I am starting a brand new tank...a 54 gallon corner bow front tank. I have a well established tiny 15 gallon tank that has been problem free for 5 years. In that little tank, I have 2 clowns, an aptaisia file fish, a dottyback, an anemone, live rock and some snails, mushrooms and beginner corals.

Eventually, I want to move all of these things to my big tank and disband the little tank.

I have called 4 different LFS and have gotten 4 different answers as to how to get my bigger tank up and running well. Two of the stores are pushing a bacteria in a bottle (like Turbo Starter), one is telling me to add some chromis to the tank. One is telling me to simply add live sand, saltwater and next week to begin adding some live rock.
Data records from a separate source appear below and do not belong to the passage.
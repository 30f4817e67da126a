//! Tests for the OSC router, listener and their interaction with state

use super::*;
use crate::state::{StateStore, Track};
use proptest::prelude::*;
use rosc::{OscBundle, OscMessage, OscPacket, OscTime, OscType};
use std::sync::atomic::{AtomicUsize, Ordering};
use std::sync::Arc;
use std::time::Duration;
use tokio::net::UdpSocket;
use tracing::Level;

fn make_router() -> Router {
    Router::with_default_handlers(StateStore::new(), UnhandledPolicy::default()).unwrap()
}

/// Matches everything and counts calls
struct CountingHandler {
    calls: Arc<AtomicUsize>,
    succeed: bool,
}

impl MessageHandler for CountingHandler {
    fn name(&self) -> &str {
        "counting"
    }

    fn matches(&self, _address: &str) -> bool {
        true
    }

    fn handle(&self, _state: &StateStore, _address: &str, _args: &[OscType]) -> bool {
        self.calls.fetch_add(1, Ordering::SeqCst);
        self.succeed
    }
}

#[test]
fn test_vu_sets_volume_only() {
    let router = make_router();

    let outcome = router.dispatch("/track/2/vu", &[OscType::Float(0.5)]);

    assert_eq!(outcome, DispatchOutcome::Handled);
    let track = router.state().get(2).unwrap();
    assert_eq!(
        track,
        Track {
            volume: 0.5,
            ..Track::new(2)
        }
    );
}

#[test]
fn test_mute_last_write_wins() {
    let router = make_router();

    router.dispatch("/track/7/mute", &[OscType::Bool(true)]);
    assert!(router.state().get(7).unwrap().muted);

    router.dispatch("/track/7/mute", &[OscType::Bool(false)]);
    assert!(!router.state().get(7).unwrap().muted);

    // REAPER sends toggles as floats
    router.dispatch("/track/7/mute", &[OscType::Float(1.0)]);
    assert!(router.state().get(7).unwrap().muted);
}

#[test]
fn test_all_default_suffixes() {
    let router = make_router();

    router.dispatch("/track/1/name", &[OscType::String("Kick".into())]);
    router.dispatch("/track/1/solo", &[OscType::Int(1)]);
    router.dispatch("/track/1/recarm", &[OscType::Float(1.0)]);

    let track = router.state().get(1).unwrap();
    assert_eq!(track.name, "Kick");
    assert!(track.solo);
    assert!(track.rec_armed);
    assert!(!track.muted);
    assert_eq!(track.volume, 1.0);
    assert_eq!(router.state().find_by_name("Kick").unwrap().id, 1);
}

#[test]
fn test_non_numeric_id_is_rejected() {
    let router = make_router();

    let outcome = router.dispatch("/track/abc/vu", &[OscType::Float(0.5)]);

    assert_eq!(outcome, DispatchOutcome::Rejected);
    assert!(router.state().is_empty());
}

#[test]
fn test_zero_args_is_handled_without_change() {
    let router = make_router();
    router.dispatch("/track/3/vu", &[OscType::Float(0.2)]);
    let before = router.state().list();

    assert_eq!(router.dispatch("/track/3/vu", &[]), DispatchOutcome::Handled);
    assert_eq!(router.dispatch("/track/4/mute", &[]), DispatchOutcome::Handled);

    assert_eq!(router.state().list(), before);
}

#[test]
fn test_unhandled_never_mutates() {
    for policy in [
        UnhandledPolicy::default(),
        UnhandledPolicy::silent(),
        UnhandledPolicy {
            enabled: true,
            level: Level::ERROR,
        },
    ] {
        let router = Router::with_default_handlers(StateStore::new(), policy).unwrap();

        assert_eq!(
            router.dispatch("/track/1/pan", &[OscType::Float(0.5)]),
            DispatchOutcome::Unhandled
        );
        assert_eq!(
            router.dispatch("/track/1/vu2", &[OscType::Float(0.5)]),
            DispatchOutcome::Unhandled
        );
        assert_eq!(router.dispatch("/time", &[]), DispatchOutcome::Unhandled);
        assert!(router.state().is_empty());
    }
}

/// In-memory sink for formatted log lines
#[derive(Clone, Default)]
struct LogBuffer(Arc<parking_lot::Mutex<Vec<u8>>>);

impl std::io::Write for LogBuffer {
    fn write(&mut self, buf: &[u8]) -> std::io::Result<usize> {
        self.0.lock().extend_from_slice(buf);
        Ok(buf.len())
    }

    fn flush(&mut self) -> std::io::Result<()> {
        Ok(())
    }
}

impl<'a> tracing_subscriber::fmt::MakeWriter<'a> for LogBuffer {
    type Writer = LogBuffer;

    fn make_writer(&'a self) -> Self::Writer {
        self.clone()
    }
}

/// Run `f` under a subscriber that records every event, return the lines
fn capture_logs<F: FnOnce()>(f: F) -> Vec<String> {
    let buffer = LogBuffer::default();
    let subscriber = tracing_subscriber::fmt()
        .with_writer(buffer.clone())
        .with_max_level(Level::TRACE)
        .with_ansi(false)
        .without_time()
        .finish();
    tracing::subscriber::with_default(subscriber, f);

    let output = String::from_utf8(buffer.0.lock().clone()).unwrap();
    output.lines().map(str::to_string).collect()
}

fn unhandled_lines(lines: &[String]) -> Vec<&String> {
    lines
        .iter()
        .filter(|line| line.contains("Unhandled OSC message"))
        .collect()
}

#[test]
fn test_unhandled_is_logged_at_configured_level() {
    for (level, label) in [(Level::ERROR, "ERROR"), (Level::INFO, "INFO")] {
        let router = Router::with_default_handlers(
            StateStore::new(),
            UnhandledPolicy {
                enabled: true,
                level,
            },
        )
        .unwrap();

        let lines = capture_logs(|| {
            router.dispatch("/track/1/pan", &[OscType::Float(0.5)]);
        });

        let unhandled = unhandled_lines(&lines);
        assert_eq!(unhandled.len(), 1, "{:?}", lines);
        assert!(unhandled[0].contains(label), "{}", unhandled[0]);
        assert!(unhandled[0].contains("/track/1/pan"));
        assert!(unhandled[0].contains("Float(0.5)"));
    }
}

#[test]
fn test_silent_policy_logs_nothing_for_unhandled() {
    let router = Router::with_default_handlers(StateStore::new(), UnhandledPolicy::silent()).unwrap();

    let lines = capture_logs(|| {
        router.dispatch("/track/1/pan", &[OscType::Float(0.5)]);
        router.dispatch("/time", &[]);
    });

    assert!(unhandled_lines(&lines).is_empty(), "{:?}", lines);
}

#[test]
fn test_handled_message_is_not_reported_unhandled() {
    let router = make_router();

    let lines = capture_logs(|| {
        router.dispatch("/track/1/vu", &[OscType::Float(0.5)]);
        // Rejected by its handler, still not unhandled
        router.dispatch("/track/abc/vu", &[OscType::Float(0.5)]);
    });

    assert!(unhandled_lines(&lines).is_empty(), "{:?}", lines);
    assert!(lines
        .iter()
        .any(|line| line.contains("Track 1 volume set to 0.5")));
}

#[test]
fn test_first_match_wins_without_fallthrough() {
    let first = Arc::new(AtomicUsize::new(0));
    let second = Arc::new(AtomicUsize::new(0));
    let router = Router::new(
        StateStore::new(),
        vec![
            Box::new(CountingHandler {
                calls: first.clone(),
                succeed: false,
            }),
            Box::new(CountingHandler {
                calls: second.clone(),
                succeed: true,
            }),
        ],
        UnhandledPolicy::silent(),
    );

    assert_eq!(router.dispatch("/anything", &[]), DispatchOutcome::Rejected);
    assert_eq!(first.load(Ordering::SeqCst), 1);
    assert_eq!(second.load(Ordering::SeqCst), 0);
}

#[test]
fn test_registration_order_is_dispatch_order() {
    let calls = Arc::new(AtomicUsize::new(0));
    let mut handlers = default_handlers().unwrap();
    handlers.push(Box::new(CountingHandler {
        calls: calls.clone(),
        succeed: true,
    }));
    let router = Router::new(StateStore::new(), handlers, UnhandledPolicy::silent());

    // Track handler claims it first
    router.dispatch("/track/1/vu", &[OscType::Float(0.1)]);
    assert_eq!(calls.load(Ordering::SeqCst), 0);

    // Catch-all only sees what the track handlers skip
    assert_eq!(router.dispatch("/track/1/pan", &[]), DispatchOutcome::Handled);
    assert_eq!(calls.load(Ordering::SeqCst), 1);
    assert_eq!(router.handler_names().last(), Some(&"counting"));
}

#[test]
fn test_dispatch_packet_flattens_bundles() {
    let router = make_router();
    let message = |addr: &str, arg: OscType| {
        OscPacket::Message(OscMessage {
            addr: addr.to_string(),
            args: vec![arg],
        })
    };
    let packet = OscPacket::Bundle(OscBundle {
        timetag: OscTime::from((0, 1)),
        content: vec![
            message("/track/1/vu", OscType::Float(0.25)),
            OscPacket::Bundle(OscBundle {
                timetag: OscTime::from((0, 1)),
                content: vec![message("/track/1/name", OscType::String("Bass".into()))],
            }),
            message("/master/vu", OscType::Float(0.9)),
        ],
    });

    let outcomes = router.dispatch_packet(&packet);

    assert_eq!(
        outcomes,
        vec![
            DispatchOutcome::Handled,
            DispatchOutcome::Handled,
            DispatchOutcome::Unhandled
        ]
    );
    let track = router.state().get(1).unwrap();
    assert_eq!(track.volume, 0.25);
    assert_eq!(track.name, "Bass");
}

proptest! {
    #[test]
    fn prop_vu_sets_volume(id in 0u32..100_000, v in -100.0f32..100.0) {
        let router = make_router();
        let address = format!("/track/{}/vu", id);

        prop_assert_eq!(router.dispatch(&address, &[OscType::Float(v)]), DispatchOutcome::Handled);

        let track = router.state().get(id).unwrap();
        prop_assert_eq!(track, Track { volume: f64::from(v), ..Track::new(id) });
    }

    #[test]
    fn prop_zero_args_leave_state_unchanged(
        id in 0u32..1_000,
        suffix in prop::sample::select(vec!["vu", "mute", "name", "solo", "recarm"]),
    ) {
        let router = make_router();
        router.dispatch("/track/0/name", &[OscType::String("Seed".into())]);
        let before = router.state().list();

        let address = format!("/track/{}/{}", id, suffix);
        prop_assert_eq!(router.dispatch(&address, &[]), DispatchOutcome::Handled);
        prop_assert_eq!(router.state().list(), before);
    }

    #[test]
    fn prop_foreign_addresses_are_unhandled(
        address in "/(master|fx|bus|time|marker)(/[a-z0-9]{1,6}){0,3}",
        enabled in any::<bool>(),
    ) {
        let policy = UnhandledPolicy { enabled, level: Level::DEBUG };
        let router = Router::with_default_handlers(StateStore::new(), policy).unwrap();

        prop_assert_eq!(router.dispatch(&address, &[OscType::Float(1.0)]), DispatchOutcome::Unhandled);
        prop_assert!(router.state().is_empty());
    }
}

#[tokio::test(flavor = "multi_thread", worker_threads = 4)]
async fn test_concurrent_dispatch_distinct_ids() {
    let router = Arc::new(make_router());

    let tasks: Vec<_> = (0..100u32)
        .map(|id| {
            let router = router.clone();
            tokio::spawn(async move {
                let address = format!("/track/{}/vu", id);
                router.dispatch(&address, &[OscType::Float(id as f32 / 100.0)])
            })
        })
        .collect();

    for task in tasks {
        assert_eq!(task.await.unwrap(), DispatchOutcome::Handled);
    }

    let tracks = router.state().list();
    assert_eq!(tracks.len(), 100);
    for track in tracks {
        assert_eq!(track.volume, f64::from(track.id as f32 / 100.0));
        assert!(!track.muted);
    }
}

#[tokio::test(flavor = "multi_thread", worker_threads = 4)]
async fn test_concurrent_dispatch_same_track_different_attributes() {
    let router = Arc::new(make_router());

    let messages: Vec<(&str, OscType)> = vec![
        ("/track/9/vu", OscType::Float(0.4)),
        ("/track/9/mute", OscType::Bool(true)),
        ("/track/9/solo", OscType::Bool(true)),
        ("/track/9/recarm", OscType::Bool(true)),
        ("/track/9/name", OscType::String("Lead".into())),
    ];
    let tasks: Vec<_> = messages
        .into_iter()
        .map(|(addr, arg)| {
            let router = router.clone();
            tokio::spawn(async move { router.dispatch(addr, &[arg]) })
        })
        .collect();
    for task in tasks {
        task.await.unwrap();
    }

    let track = router.state().get(9).unwrap();
    assert_eq!(router.state().len(), 1);
    assert_eq!(track.volume, f64::from(0.4f32));
    assert!(track.muted && track.solo && track.rec_armed);
    assert_eq!(track.name, "Lead");
}

// ===== Listener over a real loopback socket =====

async fn send_packet(socket: &UdpSocket, target: std::net::SocketAddr, packet: &OscPacket) {
    let buf = rosc::encoder::encode(packet).unwrap();
    socket.send_to(&buf, target).await.unwrap();
}

async fn wait_for<F: Fn() -> bool>(condition: F) {
    tokio::time::timeout(Duration::from_secs(2), async {
        while !condition() {
            tokio::time::sleep(Duration::from_millis(10)).await;
        }
    })
    .await
    .expect("condition not reached in time");
}

#[tokio::test]
async fn test_listener_routes_datagrams() {
    let router = Arc::new(make_router());
    let state = router.state().clone();
    let listener = Listener::bind("127.0.0.1:0", router).await.unwrap();
    let handle = listener.spawn().unwrap();
    let target = handle.local_addr();

    let client = UdpSocket::bind("127.0.0.1:0").await.unwrap();

    // Garbage first: must not stop the loop
    client.send_to(b"not osc", target).await.unwrap();
    send_packet(
        &client,
        target,
        &OscPacket::Message(OscMessage {
            addr: "/track/5/name".to_string(),
            args: vec![OscType::String("Guitar".into())],
        }),
    )
    .await;
    send_packet(
        &client,
        target,
        &OscPacket::Message(OscMessage {
            addr: "/track/6/vu".to_string(),
            args: vec![OscType::Float(0.75)],
        }),
    )
    .await;

    wait_for(|| state.len() == 2).await;
    assert_eq!(state.find_by_name("Guitar").unwrap().id, 5);
    assert_eq!(state.get(6).unwrap().volume, 0.75);

    handle.shutdown().await.unwrap();
}

#[tokio::test]
async fn test_listener_bind_conflict_is_an_error() {
    let taken = UdpSocket::bind("127.0.0.1:0").await.unwrap();
    let addr = taken.local_addr().unwrap().to_string();

    let result = Listener::bind(&addr, Arc::new(make_router())).await;
    assert!(result.is_err());
}

#[tokio::test]
async fn test_listener_stops_on_shutdown() {
    let router = Arc::new(make_router());
    let state = router.state().clone();
    let handle = Listener::bind("127.0.0.1:0", router)
        .await
        .unwrap()
        .spawn()
        .unwrap();
    let target = handle.local_addr();

    tokio::time::timeout(Duration::from_secs(2), handle.shutdown())
        .await
        .unwrap()
        .unwrap();

    let client = UdpSocket::bind("127.0.0.1:0").await.unwrap();
    send_packet(
        &client,
        target,
        &OscPacket::Message(OscMessage {
            addr: "/track/1/vu".to_string(),
            args: vec![OscType::Float(0.5)],
        }),
    )
    .await;
    tokio::time::sleep(Duration::from_millis(100)).await;
    assert!(state.is_empty());
}

#[tokio::test]
async fn test_listener_keeps_running_after_handle_dropped() {
    let router = Arc::new(make_router());
    let state = router.state().clone();
    let handle = Listener::bind("127.0.0.1:0", router)
        .await
        .unwrap()
        .spawn()
        .unwrap();
    let target = handle.local_addr();
    drop(handle);

    let client = UdpSocket::bind("127.0.0.1:0").await.unwrap();
    send_packet(
        &client,
        target,
        &OscPacket::Message(OscMessage {
            addr: "/track/1/vu".to_string(),
            args: vec![OscType::Float(0.5)],
        }),
    )
    .await;

    wait_for(|| state.len() == 1).await;
    assert_eq!(state.get(1).unwrap().volume, 0.5);
}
I have begun the tank by doing the last suggestion of adding the live sand and saltwater. Iconnected a large cannister filter and thermometer, and have two powerheads nicely moving the water (gently), by using a Hydor wavemaker timer. So...salt is at 1.023, temp is now set at 76 degrees.

I have a friend who had been helping me and was strongly suggesting yet another option (he actually got angry when he found out I had filled the tank completely). His suggestion was that I fill the tank with 25 gallons of new salt water and live sand, then do water changes on my old tank and transfer the old water into the new tank. While I understand his logic, I did not follow his suggestion. I figured it would take me just as long to get the new tank cycled, by only being able to add 3 gallons of my "used" tank water at a time. There is only so much I can pull per water change.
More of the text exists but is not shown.